To train the AI to recognize prostate cancer, Dhir and his colleagues offered images from more than a million parts of stained tissue slides taken from patient biopsies. Each image was identified by specialist pathologists to teach the AI how to discriminate in between abnormal and healthy tissue. The algorithm was then tested on a different set of 1,600 slides taken from 100 successive patients seen at UPMC for suspected prostate cancer.
Also, this is the very first algorithm to extend beyond cancer detection, reporting high performance for tumor grading, sizing, and invasion of the surrounding nerves. These all are medically important features needed as part of the pathology report.
However Dhir described that this does not always indicate that the machine is superior to human beings. For instance, in the course of evaluating these cases, the pathologist might have simply seen adequate evidence of malignancy somewhere else because clients samples to suggest treatment. For less experienced pathologists, however, the algorithm could act as a failsafe to catch cases that may otherwise be missed.
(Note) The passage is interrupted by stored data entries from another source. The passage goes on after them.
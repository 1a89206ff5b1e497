//! Log output for the binaries.

use tracing_subscriber::filter::LevelFilter;
use tracing_subscriber::EnvFilter;

use crate::config::env::SHOPIFY_PROXY_LOG;

/// Installs a stderr log subscriber filtered by `SHOPIFY_PROXY_LOG`.
///
/// The filter uses `RUST_LOG` syntax and defaults to `info`. Standard output
/// stays reserved for query results. Calling this more than once is a no-op.
pub fn init() {
    let filter = EnvFilter::builder()
        .with_env_var(SHOPIFY_PROXY_LOG)
        .with_default_directive(LevelFilter::INFO.into())
        .from_env_lossy();

    let _ = tracing_subscriber::fmt()
        .with_env_filter(filter)
        .with_writer(std::io::stderr)
        .with_target(false)
        .try_init();
}
use std::process::ExitCode;

use clap::Parser;
use shopify_graphql_proxy::cli::{self, Cli};
use shopify_graphql_proxy::config::SystemEnvironment;
use shopify_graphql_proxy::logging;

#[tokio::main]
async fn main() -> ExitCode {
    logging::init();
    let cli = Cli::parse();

    let result = cli::run(&cli, &SystemEnvironment).await;
    cli::report(result, std::io::stdout().lock(), std::io::stderr().lock())
}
Funding for this research study was provided by Ibex, which also created this commercially offered algorithm. Pantanowitz, Shalev and Albrecht-Shach report fees paid by Ibex, and Pantanowitz and Shalev serve on the medical advisory board. Bien and Linhart are authors on pending patents US 62/743,559 and US 62/981,925. Ibex had no impact over the style of the research study or the interpretation of the outcomes.
Throughout screening, the AI showed 98% sensitivity and 97% specificity at discovering prostate cancer– considerably greater than formerly reported for algorithms working from tissue slides.
Additional authors on the study consist of Liron Pantanowitz, M.B.B.Ch., of the University of Michigan; Gabriela Quiroga-Garza, M.D., of UPMC; Lilach Bien, Ronen Heled, Daphna Laifenfeld, Ph.D., Chaim Linhart, Judith Sandbank, M.D., Manuela Vecsler, of Ibex Medical Analytics; Anat Albrecht-Shach, M.D., of Shamir Medical Center; Varda Shalev, M.D., M.P.A., of Maccabbi Healthcare Services; and Pamela Michelow, M.S., and Scott Hazelhurst, Ph.D., of the University of the Witwatersrand.
While these outcomes are appealing, Dhir cautions that new algorithms will need to be trained to spot various kinds of cancer. The pathology markers arent universal throughout all tissue types. He didnt see why that could not be done to adjust this innovation to work with breast cancer.